Language barriers can make international expansion seem like a daunting task to explore, but overcoming language barriers is crucial to your success. Don’t let misunderstandings run rampant—investing in an SAP solution or other translation software can help you communicate with customers and partners at all levels of your organisation and ensure that everyone’s on the same page. Language barriers don’t just exist between colleagues: your company’s global presence may also impact its digital marketing efforts as well as its website and mobile app localisation.

3. Exchange Rate Volatility

As we’ve seen over the past few years, exchange rates can manhandle even the biggest budget—especially as currencies such as the euro soar, putting pressure on companies to make strategic financial decisions. While exchange rates are often out of your control, international expansion can help you manage an upward trend by expanding into foreign markets that have a stronger currency.

4. Tax codes

Tax codes—which vary significantly from one country to the next—are challenging to comprehend even for finance teams with years of experience in this arena. The complexity is only amplified when it comes to understanding which tax codes apply to your company based on where it’s doing business.
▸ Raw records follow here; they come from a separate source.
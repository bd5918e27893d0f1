//! UseCase 層のエラー定義
//!
//! HTTP 系のエラーは ui 層でステータスコードに、WebSocket 系のエラーは
//! クローズコードに変換されます。

use rakugaki_shared::protocol::close_code;
use thiserror::Error;

use crate::{
    domain::{AdmissionError, HistoryError, RepositoryError, ValueObjectError, guard::SpamReason},
    infrastructure::auth::{PasswordError, TokenError},
};

/// ルーム作成のエラー
#[derive(Debug, Error)]
pub enum CreateRoomError {
    #[error("Room name must not be empty")]
    EmptyName,

    #[error(transparent)]
    InvalidName(#[from] ValueObjectError),

    #[error(transparent)]
    PasswordHash(#[from] PasswordError),

    #[error("Could not allocate a free room id")]
    IdExhausted,

    #[error(transparent)]
    Repository(#[from] RepositoryError),
}

/// パスワード確認のエラー
#[derive(Debug, Error)]
pub enum VerifyPasswordError {
    #[error("Room not found")]
    RoomNotFound,

    #[error(transparent)]
    Repository(#[from] RepositoryError),
}

/// REST 経由の入室（トークン発行）のエラー
#[derive(Debug, Error)]
pub enum JoinRoomError {
    #[error("Room not found")]
    RoomNotFound,

    #[error("Invalid username: {0}")]
    InvalidUsername(ValueObjectError),

    /// 公開ルーム用の経路で非公開ルームに入ろうとした
    #[error("Room is private; use the private join")]
    RoomIsPrivate,

    /// 非公開ルーム用の経路で公開ルームに入ろうとした
    #[error("Room is public; use the public join")]
    RoomIsPublic,

    #[error("Invalid password")]
    InvalidPassword,

    #[error(transparent)]
    Token(#[from] TokenError),

    #[error(transparent)]
    Repository(#[from] RepositoryError),
}

/// WebSocket ハンドシェイク（入室）のエラー
///
/// すべてのバリアントがクローズコードに 1:1 で対応します。
#[derive(Debug, Error)]
pub enum ConnectError {
    #[error("Invalid username: {0}")]
    InvalidUsername(ValueObjectError),

    #[error("Invalid join token: {0}")]
    InvalidToken(#[from] TokenError),

    #[error("Join token does not match this room or username")]
    TokenMismatch,

    #[error("Room visibility no longer matches the join token")]
    VisibilityChanged,

    #[error("Room not found")]
    RoomNotFound,

    #[error("Room is full ({0} participants)")]
    RoomFull(usize),

    #[error("Username '{0}' is already taken in this room")]
    UsernameTaken(String),

    #[error(transparent)]
    Repository(#[from] RepositoryError),
}

impl ConnectError {
    pub fn close_code(&self) -> u16 {
        match self {
            ConnectError::InvalidUsername(_)
            | ConnectError::InvalidToken(_)
            | ConnectError::TokenMismatch
            | ConnectError::VisibilityChanged => close_code::POLICY_VIOLATION,
            ConnectError::RoomNotFound => close_code::ROOM_NOT_FOUND,
            ConnectError::RoomFull(_) => close_code::ROOM_FULL,
            ConnectError::UsernameTaken(_) => close_code::USERNAME_TAKEN,
            ConnectError::Repository(_) => close_code::INTERNAL_ERROR,
        }
    }
}

impl From<AdmissionError> for ConnectError {
    fn from(error: AdmissionError) -> Self {
        match error {
            AdmissionError::RoomFull(capacity) => ConnectError::RoomFull(capacity),
            AdmissionError::UsernameTaken(name) => ConnectError::UsernameTaken(name),
        }
    }
}

/// 描画系操作（draw / undo / redo / clear）のエラー
///
/// `Rejected` は認可エラーで、送信者にも通知せずに無視されます。
#[derive(Debug, Clone, PartialEq, Eq, Error)]
pub enum DrawError {
    #[error("Message identity does not match the connection")]
    IdentityMismatch,

    #[error("Connection is not a member of the room")]
    NotMember,

    #[error("Text is empty after sanitization")]
    EmptyText,

    #[error(transparent)]
    Rejected(#[from] HistoryError),
}

/// チャット送信のエラー
#[derive(Debug, Clone, PartialEq, Eq, Error)]
pub enum ChatError {
    #[error("Message identity does not match the connection")]
    IdentityMismatch,

    #[error("Connection is not a member of the room")]
    NotMember,

    #[error("Message is empty")]
    Empty,

    #[error(transparent)]
    Spam(#[from] SpamReason),
}
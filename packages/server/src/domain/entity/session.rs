//! In-memory runtime state of an occupied room.
//!
//! A `Session` owns the live stroke list, the participant map and the chat
//! ring buffer of exactly one room. It is always accessed through the room's
//! own lock (see `infrastructure::session::SessionRegistry`), so every method
//! here assumes exclusive access.

use std::collections::{HashMap, VecDeque};

use rakugaki_shared::protocol::ServerMessage;
use uuid::Uuid;

use crate::domain::{
    error::AdmissionError,
    guard::SpamGuard,
    history::StrokeHistory,
    message_pusher::{Outbound, PusherChannel},
    value_object::{RoomId, Timestamp, Username},
};

/// A connected participant.
#[derive(Debug, Clone)]
pub struct Participant {
    /// Distinguishes two sockets that used the same username over time
    pub connection_id: Uuid,
    pub username: Username,
    pub connected_at: Timestamp,
    pub last_activity_at: Timestamp,
    sender: PusherChannel,
}

impl Participant {
    pub fn new(
        connection_id: Uuid,
        username: Username,
        connected_at: Timestamp,
        sender: PusherChannel,
    ) -> Self {
        Self {
            connection_id,
            username,
            connected_at,
            last_activity_at: connected_at,
            sender,
        }
    }

    fn push(&self, outbound: Outbound) -> bool {
        self.sender.send(outbound).is_ok()
    }
}

/// One accepted chat message.
#[derive(Debug, Clone, PartialEq)]
pub struct ChatEntry {
    pub username: Username,
    pub message: String,
    pub timestamp: Timestamp,
}

#[derive(Debug)]
pub struct Session {
    pub room_id: RoomId,
    pub history: StrokeHistory,
    pub spam_guard: SpamGuard,
    participants: HashMap<Username, Participant>,
    chat: VecDeque<ChatEntry>,
    capacity: usize,
    chat_limit: usize,
    loaded: bool,
    closed: bool,
}

impl Session {
    pub fn new(room_id: RoomId, capacity: usize, chat_limit: usize) -> Self {
        Self {
            room_id,
            history: StrokeHistory::new(),
            spam_guard: SpamGuard::new(),
            participants: HashMap::new(),
            chat: VecDeque::with_capacity(chat_limit),
            capacity,
            chat_limit,
            loaded: false,
            closed: false,
        }
    }

    /// Whether persisted strokes have been loaded into this session.
    pub fn is_loaded(&self) -> bool {
        self.loaded
    }

    pub fn load(&mut self, history: StrokeHistory) {
        self.history = history;
        self.loaded = true;
    }

    /// A closed session has been flushed and discarded; it must not admit anyone.
    pub fn is_closed(&self) -> bool {
        self.closed
    }

    pub fn close(&mut self) {
        self.closed = true;
    }

    /// Register a participant, enforcing capacity and per-room username uniqueness.
    pub fn admit(&mut self, participant: Participant) -> Result<(), AdmissionError> {
        if self.participants.len() >= self.capacity {
            return Err(AdmissionError::RoomFull(self.capacity));
        }
        if self.participants.contains_key(&participant.username) {
            return Err(AdmissionError::UsernameTaken(
                participant.username.as_str().to_string(),
            ));
        }
        self.participants
            .insert(participant.username.clone(), participant);
        Ok(())
    }

    /// Remove `username` if it is still bound to `connection_id`.
    pub fn remove(&mut self, username: &Username, connection_id: Uuid) -> Option<Participant> {
        let matches = self
            .participants
            .get(username)
            .is_some_and(|p| p.connection_id == connection_id);
        if !matches {
            return None;
        }
        self.participants.remove(username)
    }

    pub fn is_member(&self, username: &Username, connection_id: Uuid) -> bool {
        self.participants
            .get(username)
            .is_some_and(|p| p.connection_id == connection_id)
    }

    pub fn participant_count(&self) -> usize {
        self.participants.len()
    }

    pub fn is_empty(&self) -> bool {
        self.participants.is_empty()
    }

    /// Usernames of every participant, sorted.
    pub fn usernames(&self) -> Vec<String> {
        let mut names: Vec<String> = self
            .participants
            .keys()
            .map(|u| u.as_str().to_string())
            .collect();
        names.sort();
        names
    }

    /// Refresh the idle-eviction clock of a participant.
    pub fn touch(&mut self, username: &Username, now: Timestamp) {
        if let Some(participant) = self.participants.get_mut(username) {
            participant.last_activity_at = now;
        }
    }

    /// Participants whose last activity is older than `timeout_millis`.
    pub fn idle_participants(&self, now: Timestamp, timeout_millis: i64) -> Vec<Username> {
        self.participants
            .values()
            .filter(|p| p.last_activity_at.elapsed_until(now) > timeout_millis)
            .map(|p| p.username.clone())
            .collect()
    }

    /// Send a frame to one participant. Returns whether it was enqueued.
    pub fn push_to(&self, username: &Username, message: &ServerMessage) -> bool {
        let Some(participant) = self.participants.get(username) else {
            return false;
        };
        match message.to_json() {
            Ok(json) => participant.push(Outbound::Text(json)),
            Err(e) => {
                tracing::error!("Failed to serialize message for '{}': {}", username, e);
                false
            }
        }
    }

    /// Send a frame to every participant except `exclude`.
    ///
    /// A failed send to one peer is logged and skipped; it never stops the
    /// fan-out. Returns the number of peers the frame was enqueued for.
    pub fn broadcast(&self, message: &ServerMessage, exclude: Option<&Username>) -> usize {
        let json = match message.to_json() {
            Ok(json) => json,
            Err(e) => {
                tracing::error!("Failed to serialize broadcast in room '{}': {}", self.room_id, e);
                return 0;
            }
        };

        let mut delivered = 0;
        for (username, participant) in &self.participants {
            if Some(username) == exclude {
                continue;
            }
            if participant.push(Outbound::Text(json.clone())) {
                delivered += 1;
            } else {
                tracing::warn!(
                    "Failed to push message to '{}' in room '{}'",
                    username,
                    self.room_id
                );
            }
        }
        delivered
    }

    /// Ask the writer task of a participant to close its socket.
    pub fn close_participant(&self, username: &Username, code: u16, reason: &str) -> bool {
        self.participants.get(username).is_some_and(|p| {
            p.push(Outbound::Close {
                code,
                reason: reason.to_string(),
            })
        })
    }

    /// Ask every participant's writer task to close its socket.
    pub fn close_all(&self, code: u16, reason: &str) {
        for username in self.participants.keys() {
            self.close_participant(username, code, reason);
        }
    }

    /// Append to the chat ring buffer, dropping the oldest entry when full.
    pub fn record_chat(&mut self, entry: ChatEntry) {
        if self.chat.len() >= self.chat_limit {
            self.chat.pop_front();
        }
        self.chat.push_back(entry);
    }

    pub fn chat_log(&self) -> impl Iterator<Item = &ChatEntry> {
        self.chat.iter()
    }
}

#[cfg(test)]
mod tests {
    use super::*;
    use crate::domain::{guard::SpamReason, value_object::RoomIdFactory};
    use tokio::sync::mpsc;

    fn user(name: &str) -> Username {
        Username::new(name.to_string()).unwrap()
    }

    fn participant(name: &str) -> (Participant, mpsc::UnboundedReceiver<Outbound>) {
        let (tx, rx) = mpsc::unbounded_channel();
        (
            Participant::new(Uuid::new_v4(), user(name), Timestamp::new(1_000), tx),
            rx,
        )
    }

    fn session(capacity: usize) -> Session {
        Session::new(RoomIdFactory::generate(), capacity, 3)
    }

    #[test]
    fn test_admit_rejects_duplicate_username() {
        // テスト項目: 同じユーザー名の再入室は重複として拒否される
        // given (前提条件):
        let mut session = session(10);
        let (first, _rx1) = participant("alice");
        let (second, _rx2) = participant("alice");
        session.admit(first).unwrap();

        // when (操作):
        let result = session.admit(second);

        // then (期待する結果):
        assert_eq!(result, Err(AdmissionError::UsernameTaken("alice".to_string())));
        assert_eq!(session.participant_count(), 1);
    }

    #[test]
    fn test_admit_rejects_when_full() {
        // テスト項目: 定員に達したルームへの入室は拒否される
        // given (前提条件):
        let mut session = session(2);
        let mut receivers = Vec::new();
        for name in ["alice", "bob"] {
            let (p, rx) = participant(name);
            receivers.push(rx);
            session.admit(p).unwrap();
        }

        // when (操作):
        let (carol, _rx) = participant("carol");
        let result = session.admit(carol);

        // then (期待する結果):
        assert_eq!(result, Err(AdmissionError::RoomFull(2)));
        assert_eq!(session.participant_count(), 2);
    }

    #[test]
    fn test_remove_requires_matching_connection() {
        // テスト項目: 接続 ID が一致しない場合は削除されない
        // given (前提条件):
        let mut session = session(10);
        let (alice, _rx) = participant("alice");
        let connection_id = alice.connection_id;
        session.admit(alice).unwrap();

        // when (操作):
        let stale = session.remove(&user("alice"), Uuid::new_v4());
        let current = session.remove(&user("alice"), connection_id);

        // then (期待する結果):
        assert!(stale.is_none());
        assert!(current.is_some());
        assert!(session.is_empty());
    }

    #[test]
    fn test_rejoin_does_not_reset_chat_frequency() {
        // テスト項目: 退室して再入室しても送信頻度の履歴はリセットされない
        // given (前提条件):
        let mut session = session(10);
        let (alice, _rx) = participant("alice");
        let connection_id = alice.connection_id;
        session.admit(alice).unwrap();
        for (text, at) in [("one", 0), ("two", 100), ("three", 200)] {
            session.spam_guard.check("alice", text, at).unwrap();
        }

        // when (操作):
        session.remove(&user("alice"), connection_id);
        let (alice_again, _rx2) = participant("alice");
        session.admit(alice_again).unwrap();
        let result = session.spam_guard.check("alice", "four", 300);

        // then (期待する結果):
        assert_eq!(result, Err(SpamReason::TooFrequent));
    }

    #[tokio::test]
    async fn test_broadcast_excludes_sender_and_survives_closed_peer() {
        // テスト項目: ブロードキャストは送信者を除外し、切断済みの相手がいても継続する
        // given (前提条件):
        let mut session = session(10);
        let (alice, mut alice_rx) = participant("alice");
        let (bob, bob_rx) = participant("bob");
        let (carol, mut carol_rx) = participant("carol");
        session.admit(alice).unwrap();
        session.admit(bob).unwrap();
        session.admit(carol).unwrap();
        drop(bob_rx);

        // when (操作):
        let message = ServerMessage::Clear {
            username: "alice".to_string(),
        };
        let delivered = session.broadcast(&message, Some(&user("alice")));

        // then (期待する結果):
        assert_eq!(delivered, 1);
        assert!(alice_rx.try_recv().is_err());
        assert!(matches!(carol_rx.recv().await, Some(Outbound::Text(json)) if json.contains("\"clear\"")));
    }

    #[test]
    fn test_chat_log_is_bounded() {
        // テスト項目: チャットログは上限件数を超えると古いものから捨てられる
        // given (前提条件):
        let mut session = session(10);

        // when (操作):
        for i in 0..5 {
            session.record_chat(ChatEntry {
                username: user("alice"),
                message: format!("m{}", i),
                timestamp: Timestamp::new(i),
            });
        }

        // then (期待する結果):
        let messages: Vec<&str> = session.chat_log().map(|e| e.message.as_str()).collect();
        assert_eq!(messages, vec!["m2", "m3", "m4"]);
    }

    #[test]
    fn test_idle_participants_are_detected() {
        // テスト項目: 最終アクティビティがタイムアウトを超えた参加者が検出される
        // given (前提条件):
        let mut session = session(10);
        let (alice, _rx1) = participant("alice");
        let (bob, _rx2) = participant("bob");
        session.admit(alice).unwrap();
        session.admit(bob).unwrap();
        session.touch(&user("bob"), Timestamp::new(500_000));

        // when (操作):
        let idle = session.idle_participants(Timestamp::new(700_000), 600_000);

        // then (期待する結果):
        assert_eq!(idle, vec![user("alice")]);
    }
}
This is especially important given legislation such as BEPS (Base Erosion and Profit Shifting) that requires specific action on the part of multinational enterprises in order to prevent erosion of their taxable income around the world through various types of aggressive tax planning strategies.

5. Compliance

Compliance is often cited as one of the primary barriers to international expansion — and for good reason. Compliance issues are no joke, but your company can successfully overcome them if it invests in a financial reporting solution that facilitates compliance with global tax codes through automated processes and accurate data.


None of these challenges are insurmountable. Investing in the right people, processes and technology can help any business to become a global force.